> _WHAT THIS TASK INVOLVES_
Here is a listing; work out how many of its lines contain the word "reason", and state only that number.

** PROVIDED DATA follows **

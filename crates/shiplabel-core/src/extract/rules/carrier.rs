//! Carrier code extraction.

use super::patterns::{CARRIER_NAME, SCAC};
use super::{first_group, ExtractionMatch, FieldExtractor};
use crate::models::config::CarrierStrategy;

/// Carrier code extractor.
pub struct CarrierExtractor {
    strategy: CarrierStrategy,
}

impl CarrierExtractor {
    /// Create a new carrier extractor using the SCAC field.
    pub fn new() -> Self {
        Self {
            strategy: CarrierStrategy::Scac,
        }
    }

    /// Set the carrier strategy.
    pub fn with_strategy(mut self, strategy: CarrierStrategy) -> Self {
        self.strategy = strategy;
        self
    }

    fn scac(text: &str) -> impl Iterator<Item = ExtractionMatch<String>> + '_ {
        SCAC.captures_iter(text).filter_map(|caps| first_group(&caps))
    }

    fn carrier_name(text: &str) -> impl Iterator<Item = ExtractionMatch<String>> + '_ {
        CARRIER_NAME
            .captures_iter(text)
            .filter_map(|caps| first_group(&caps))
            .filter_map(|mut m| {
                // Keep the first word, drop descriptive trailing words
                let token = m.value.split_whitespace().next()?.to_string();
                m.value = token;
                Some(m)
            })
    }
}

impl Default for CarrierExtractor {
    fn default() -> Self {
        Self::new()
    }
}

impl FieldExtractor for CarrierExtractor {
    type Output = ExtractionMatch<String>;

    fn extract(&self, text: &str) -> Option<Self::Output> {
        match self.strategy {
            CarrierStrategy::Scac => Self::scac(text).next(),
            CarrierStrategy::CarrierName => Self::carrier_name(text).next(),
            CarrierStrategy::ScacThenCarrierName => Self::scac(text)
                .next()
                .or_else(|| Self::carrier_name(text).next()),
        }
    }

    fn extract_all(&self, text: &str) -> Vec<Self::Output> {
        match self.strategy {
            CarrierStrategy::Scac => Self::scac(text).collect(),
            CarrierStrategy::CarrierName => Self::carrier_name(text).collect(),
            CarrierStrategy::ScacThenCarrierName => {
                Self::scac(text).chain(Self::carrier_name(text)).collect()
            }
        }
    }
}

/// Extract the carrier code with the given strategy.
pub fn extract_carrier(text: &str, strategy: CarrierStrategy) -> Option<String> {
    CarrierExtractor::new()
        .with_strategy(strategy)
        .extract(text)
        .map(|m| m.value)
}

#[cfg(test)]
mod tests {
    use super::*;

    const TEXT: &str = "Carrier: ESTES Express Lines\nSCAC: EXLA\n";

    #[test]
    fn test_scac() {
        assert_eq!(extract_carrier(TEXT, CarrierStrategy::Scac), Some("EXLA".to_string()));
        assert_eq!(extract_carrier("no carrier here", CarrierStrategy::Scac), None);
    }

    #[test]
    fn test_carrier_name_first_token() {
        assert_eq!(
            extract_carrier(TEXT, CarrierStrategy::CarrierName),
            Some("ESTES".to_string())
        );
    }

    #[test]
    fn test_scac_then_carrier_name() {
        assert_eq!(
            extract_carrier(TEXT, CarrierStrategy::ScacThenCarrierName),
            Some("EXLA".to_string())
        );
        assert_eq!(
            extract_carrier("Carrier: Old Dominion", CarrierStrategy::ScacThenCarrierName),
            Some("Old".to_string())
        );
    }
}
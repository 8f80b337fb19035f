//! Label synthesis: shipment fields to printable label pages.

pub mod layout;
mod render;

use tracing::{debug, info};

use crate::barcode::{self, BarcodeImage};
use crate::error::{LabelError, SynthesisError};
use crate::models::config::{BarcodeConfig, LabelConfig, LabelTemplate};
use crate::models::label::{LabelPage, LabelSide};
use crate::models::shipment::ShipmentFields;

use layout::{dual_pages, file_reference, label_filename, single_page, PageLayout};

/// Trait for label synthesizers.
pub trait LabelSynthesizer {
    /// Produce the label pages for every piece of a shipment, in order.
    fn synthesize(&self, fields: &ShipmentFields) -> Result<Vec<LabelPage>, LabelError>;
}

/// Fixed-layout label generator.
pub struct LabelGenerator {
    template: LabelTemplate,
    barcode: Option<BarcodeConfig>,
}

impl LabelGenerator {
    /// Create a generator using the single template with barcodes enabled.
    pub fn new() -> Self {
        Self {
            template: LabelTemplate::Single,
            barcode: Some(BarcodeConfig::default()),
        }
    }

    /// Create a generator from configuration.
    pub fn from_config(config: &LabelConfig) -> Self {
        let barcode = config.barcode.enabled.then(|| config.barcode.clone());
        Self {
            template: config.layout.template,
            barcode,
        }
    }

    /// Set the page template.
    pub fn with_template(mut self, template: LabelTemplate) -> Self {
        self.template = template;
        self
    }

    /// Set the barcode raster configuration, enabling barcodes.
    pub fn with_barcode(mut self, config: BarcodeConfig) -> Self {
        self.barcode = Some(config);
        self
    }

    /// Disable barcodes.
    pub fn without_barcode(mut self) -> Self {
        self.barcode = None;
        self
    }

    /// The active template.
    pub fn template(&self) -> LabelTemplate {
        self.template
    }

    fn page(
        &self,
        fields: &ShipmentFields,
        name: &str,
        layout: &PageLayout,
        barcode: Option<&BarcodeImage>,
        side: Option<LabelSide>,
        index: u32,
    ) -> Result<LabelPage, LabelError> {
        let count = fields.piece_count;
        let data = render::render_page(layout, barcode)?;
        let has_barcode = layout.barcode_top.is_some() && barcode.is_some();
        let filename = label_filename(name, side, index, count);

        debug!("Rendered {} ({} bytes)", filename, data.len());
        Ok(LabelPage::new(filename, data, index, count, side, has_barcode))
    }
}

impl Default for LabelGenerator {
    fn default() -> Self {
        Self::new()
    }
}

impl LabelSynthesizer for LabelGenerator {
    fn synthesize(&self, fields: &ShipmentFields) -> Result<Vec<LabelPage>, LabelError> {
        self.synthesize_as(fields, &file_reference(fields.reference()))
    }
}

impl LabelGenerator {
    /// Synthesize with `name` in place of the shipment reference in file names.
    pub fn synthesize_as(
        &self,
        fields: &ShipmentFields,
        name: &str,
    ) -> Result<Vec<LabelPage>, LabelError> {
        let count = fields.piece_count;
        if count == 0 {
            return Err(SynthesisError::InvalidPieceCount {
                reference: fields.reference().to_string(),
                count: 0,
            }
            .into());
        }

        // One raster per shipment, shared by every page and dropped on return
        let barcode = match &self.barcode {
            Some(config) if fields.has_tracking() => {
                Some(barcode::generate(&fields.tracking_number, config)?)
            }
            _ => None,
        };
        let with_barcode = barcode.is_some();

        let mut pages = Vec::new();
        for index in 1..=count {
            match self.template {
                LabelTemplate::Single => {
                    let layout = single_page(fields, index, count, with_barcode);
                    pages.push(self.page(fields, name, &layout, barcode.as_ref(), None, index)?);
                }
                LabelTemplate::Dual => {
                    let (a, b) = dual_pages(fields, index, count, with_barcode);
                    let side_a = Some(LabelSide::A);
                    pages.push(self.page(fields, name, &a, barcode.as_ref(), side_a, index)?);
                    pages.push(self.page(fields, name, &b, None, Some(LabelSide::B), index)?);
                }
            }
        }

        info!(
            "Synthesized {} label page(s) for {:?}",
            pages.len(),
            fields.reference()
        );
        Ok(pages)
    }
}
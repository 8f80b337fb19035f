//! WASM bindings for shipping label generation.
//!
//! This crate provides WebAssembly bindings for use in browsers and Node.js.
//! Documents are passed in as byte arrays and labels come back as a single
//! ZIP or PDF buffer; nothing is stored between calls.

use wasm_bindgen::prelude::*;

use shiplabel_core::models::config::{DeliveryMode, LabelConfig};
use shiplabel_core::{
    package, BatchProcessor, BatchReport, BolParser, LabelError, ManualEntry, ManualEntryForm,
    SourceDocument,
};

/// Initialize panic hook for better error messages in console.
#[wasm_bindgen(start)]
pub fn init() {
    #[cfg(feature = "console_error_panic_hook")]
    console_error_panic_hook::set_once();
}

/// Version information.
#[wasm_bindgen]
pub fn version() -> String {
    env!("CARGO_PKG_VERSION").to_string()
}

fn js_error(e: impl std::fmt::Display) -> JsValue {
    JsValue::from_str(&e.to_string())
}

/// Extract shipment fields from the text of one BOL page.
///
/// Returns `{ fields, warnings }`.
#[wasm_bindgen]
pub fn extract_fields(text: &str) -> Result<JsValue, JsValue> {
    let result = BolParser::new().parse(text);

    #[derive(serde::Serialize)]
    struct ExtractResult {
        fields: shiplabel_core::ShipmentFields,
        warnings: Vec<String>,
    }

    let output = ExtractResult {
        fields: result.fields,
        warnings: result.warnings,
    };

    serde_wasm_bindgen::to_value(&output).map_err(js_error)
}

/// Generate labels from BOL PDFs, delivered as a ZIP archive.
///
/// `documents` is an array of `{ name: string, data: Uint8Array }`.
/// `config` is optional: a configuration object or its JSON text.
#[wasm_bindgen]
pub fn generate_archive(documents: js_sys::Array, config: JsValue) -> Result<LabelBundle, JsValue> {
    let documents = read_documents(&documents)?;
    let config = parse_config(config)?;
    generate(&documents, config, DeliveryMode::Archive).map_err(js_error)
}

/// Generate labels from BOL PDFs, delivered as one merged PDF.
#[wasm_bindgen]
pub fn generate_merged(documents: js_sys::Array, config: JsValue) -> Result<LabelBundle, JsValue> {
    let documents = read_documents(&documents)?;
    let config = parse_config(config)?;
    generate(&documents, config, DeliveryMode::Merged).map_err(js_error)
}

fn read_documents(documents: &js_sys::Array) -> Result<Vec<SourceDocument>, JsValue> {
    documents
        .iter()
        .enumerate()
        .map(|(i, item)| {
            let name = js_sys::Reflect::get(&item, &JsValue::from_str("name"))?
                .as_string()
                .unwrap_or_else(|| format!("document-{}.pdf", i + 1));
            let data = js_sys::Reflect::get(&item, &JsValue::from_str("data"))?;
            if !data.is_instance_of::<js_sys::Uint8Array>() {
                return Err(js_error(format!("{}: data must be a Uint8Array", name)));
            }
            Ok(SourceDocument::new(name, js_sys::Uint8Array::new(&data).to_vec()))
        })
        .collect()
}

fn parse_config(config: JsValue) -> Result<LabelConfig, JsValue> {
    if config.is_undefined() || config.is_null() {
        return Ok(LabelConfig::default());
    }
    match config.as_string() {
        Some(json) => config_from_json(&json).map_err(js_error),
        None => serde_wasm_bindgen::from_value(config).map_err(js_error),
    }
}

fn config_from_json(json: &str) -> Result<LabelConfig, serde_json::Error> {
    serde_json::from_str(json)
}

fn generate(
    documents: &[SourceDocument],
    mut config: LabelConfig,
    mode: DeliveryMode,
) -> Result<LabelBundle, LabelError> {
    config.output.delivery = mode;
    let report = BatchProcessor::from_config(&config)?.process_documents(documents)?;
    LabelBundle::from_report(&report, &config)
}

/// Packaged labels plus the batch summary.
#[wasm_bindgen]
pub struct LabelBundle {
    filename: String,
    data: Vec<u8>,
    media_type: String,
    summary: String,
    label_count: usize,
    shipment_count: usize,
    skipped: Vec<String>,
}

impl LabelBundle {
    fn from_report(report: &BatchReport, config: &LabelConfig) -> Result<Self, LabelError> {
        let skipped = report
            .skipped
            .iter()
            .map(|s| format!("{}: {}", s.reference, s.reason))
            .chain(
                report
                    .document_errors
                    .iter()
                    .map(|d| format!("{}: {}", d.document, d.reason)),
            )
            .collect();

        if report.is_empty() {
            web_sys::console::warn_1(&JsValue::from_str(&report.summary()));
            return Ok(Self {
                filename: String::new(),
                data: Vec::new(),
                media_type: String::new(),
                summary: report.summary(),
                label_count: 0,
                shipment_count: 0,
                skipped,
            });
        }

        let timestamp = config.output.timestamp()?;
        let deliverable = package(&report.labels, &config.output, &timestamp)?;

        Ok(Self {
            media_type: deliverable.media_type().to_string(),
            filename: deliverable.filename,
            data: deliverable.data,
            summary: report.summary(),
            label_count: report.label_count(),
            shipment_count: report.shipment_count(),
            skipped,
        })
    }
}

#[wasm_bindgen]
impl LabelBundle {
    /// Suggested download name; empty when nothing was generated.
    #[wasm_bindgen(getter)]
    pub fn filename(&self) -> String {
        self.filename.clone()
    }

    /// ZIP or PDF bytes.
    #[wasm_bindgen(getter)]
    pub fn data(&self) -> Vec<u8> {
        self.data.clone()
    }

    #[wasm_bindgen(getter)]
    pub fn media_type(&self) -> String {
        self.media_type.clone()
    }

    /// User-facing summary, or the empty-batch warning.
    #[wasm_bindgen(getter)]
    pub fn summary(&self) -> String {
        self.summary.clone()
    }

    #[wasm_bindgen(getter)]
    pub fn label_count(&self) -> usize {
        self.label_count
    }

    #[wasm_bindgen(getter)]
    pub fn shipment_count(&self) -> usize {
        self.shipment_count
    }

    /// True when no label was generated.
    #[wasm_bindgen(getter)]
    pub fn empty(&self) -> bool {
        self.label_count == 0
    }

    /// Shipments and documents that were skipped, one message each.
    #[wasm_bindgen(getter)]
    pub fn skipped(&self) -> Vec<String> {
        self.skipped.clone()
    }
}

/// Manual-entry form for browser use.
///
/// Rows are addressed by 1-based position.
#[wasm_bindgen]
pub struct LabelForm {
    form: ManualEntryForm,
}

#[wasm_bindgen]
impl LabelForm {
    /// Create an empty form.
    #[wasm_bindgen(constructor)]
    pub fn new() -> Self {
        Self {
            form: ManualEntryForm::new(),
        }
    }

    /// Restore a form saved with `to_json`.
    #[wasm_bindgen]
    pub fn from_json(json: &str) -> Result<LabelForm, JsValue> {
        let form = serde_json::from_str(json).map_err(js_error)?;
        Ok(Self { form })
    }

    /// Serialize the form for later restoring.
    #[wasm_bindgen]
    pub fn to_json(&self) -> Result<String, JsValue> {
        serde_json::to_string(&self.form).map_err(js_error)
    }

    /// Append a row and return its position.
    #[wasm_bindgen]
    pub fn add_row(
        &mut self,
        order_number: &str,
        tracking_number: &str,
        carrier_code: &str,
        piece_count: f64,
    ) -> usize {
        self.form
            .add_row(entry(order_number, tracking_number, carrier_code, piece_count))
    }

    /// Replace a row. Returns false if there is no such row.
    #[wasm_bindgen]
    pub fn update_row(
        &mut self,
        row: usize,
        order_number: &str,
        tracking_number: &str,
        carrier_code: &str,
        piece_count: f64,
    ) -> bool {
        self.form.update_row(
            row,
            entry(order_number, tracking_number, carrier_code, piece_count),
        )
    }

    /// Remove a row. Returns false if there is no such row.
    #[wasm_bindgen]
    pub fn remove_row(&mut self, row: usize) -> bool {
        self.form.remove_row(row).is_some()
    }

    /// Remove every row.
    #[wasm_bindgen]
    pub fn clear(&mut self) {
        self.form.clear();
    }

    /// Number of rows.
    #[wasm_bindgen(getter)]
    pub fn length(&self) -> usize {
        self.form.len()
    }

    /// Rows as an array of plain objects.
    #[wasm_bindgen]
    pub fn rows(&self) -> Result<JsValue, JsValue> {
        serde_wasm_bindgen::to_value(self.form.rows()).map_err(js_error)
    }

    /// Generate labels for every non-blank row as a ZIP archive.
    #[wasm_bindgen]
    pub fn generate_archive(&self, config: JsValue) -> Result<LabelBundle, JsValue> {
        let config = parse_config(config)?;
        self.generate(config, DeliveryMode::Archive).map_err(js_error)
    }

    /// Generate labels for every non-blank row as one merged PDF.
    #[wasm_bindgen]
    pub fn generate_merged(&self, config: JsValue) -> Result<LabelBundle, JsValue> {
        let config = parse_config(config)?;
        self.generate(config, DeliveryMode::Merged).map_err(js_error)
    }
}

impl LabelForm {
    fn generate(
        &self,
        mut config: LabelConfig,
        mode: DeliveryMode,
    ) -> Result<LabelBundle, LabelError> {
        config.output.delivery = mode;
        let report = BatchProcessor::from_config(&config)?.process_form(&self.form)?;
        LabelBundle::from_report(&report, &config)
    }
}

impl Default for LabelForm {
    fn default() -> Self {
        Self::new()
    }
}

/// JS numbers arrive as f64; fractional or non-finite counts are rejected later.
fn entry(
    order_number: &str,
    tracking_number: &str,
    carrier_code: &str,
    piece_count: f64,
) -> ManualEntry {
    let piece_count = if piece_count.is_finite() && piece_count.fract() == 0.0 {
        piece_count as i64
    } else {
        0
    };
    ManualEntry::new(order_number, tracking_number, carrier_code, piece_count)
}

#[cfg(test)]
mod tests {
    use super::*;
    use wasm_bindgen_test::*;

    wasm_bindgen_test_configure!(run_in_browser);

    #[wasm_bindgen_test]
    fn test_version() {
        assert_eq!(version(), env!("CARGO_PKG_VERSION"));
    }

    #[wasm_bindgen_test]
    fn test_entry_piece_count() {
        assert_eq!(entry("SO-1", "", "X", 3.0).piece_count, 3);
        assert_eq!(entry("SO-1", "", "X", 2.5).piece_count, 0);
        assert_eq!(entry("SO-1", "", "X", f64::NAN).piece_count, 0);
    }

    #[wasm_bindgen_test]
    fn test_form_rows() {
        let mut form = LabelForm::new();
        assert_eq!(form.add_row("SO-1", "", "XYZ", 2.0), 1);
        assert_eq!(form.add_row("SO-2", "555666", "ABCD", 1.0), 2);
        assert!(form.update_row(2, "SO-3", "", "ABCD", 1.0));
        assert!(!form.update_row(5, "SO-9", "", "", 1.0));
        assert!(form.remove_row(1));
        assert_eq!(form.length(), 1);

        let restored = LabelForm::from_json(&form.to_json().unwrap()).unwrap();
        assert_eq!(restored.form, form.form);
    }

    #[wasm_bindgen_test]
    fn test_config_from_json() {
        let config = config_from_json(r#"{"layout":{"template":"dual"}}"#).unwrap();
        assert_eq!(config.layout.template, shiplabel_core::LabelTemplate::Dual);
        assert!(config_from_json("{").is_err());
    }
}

** End of PROVIDED DATA **

> _WRITTEN RESPONSE_
2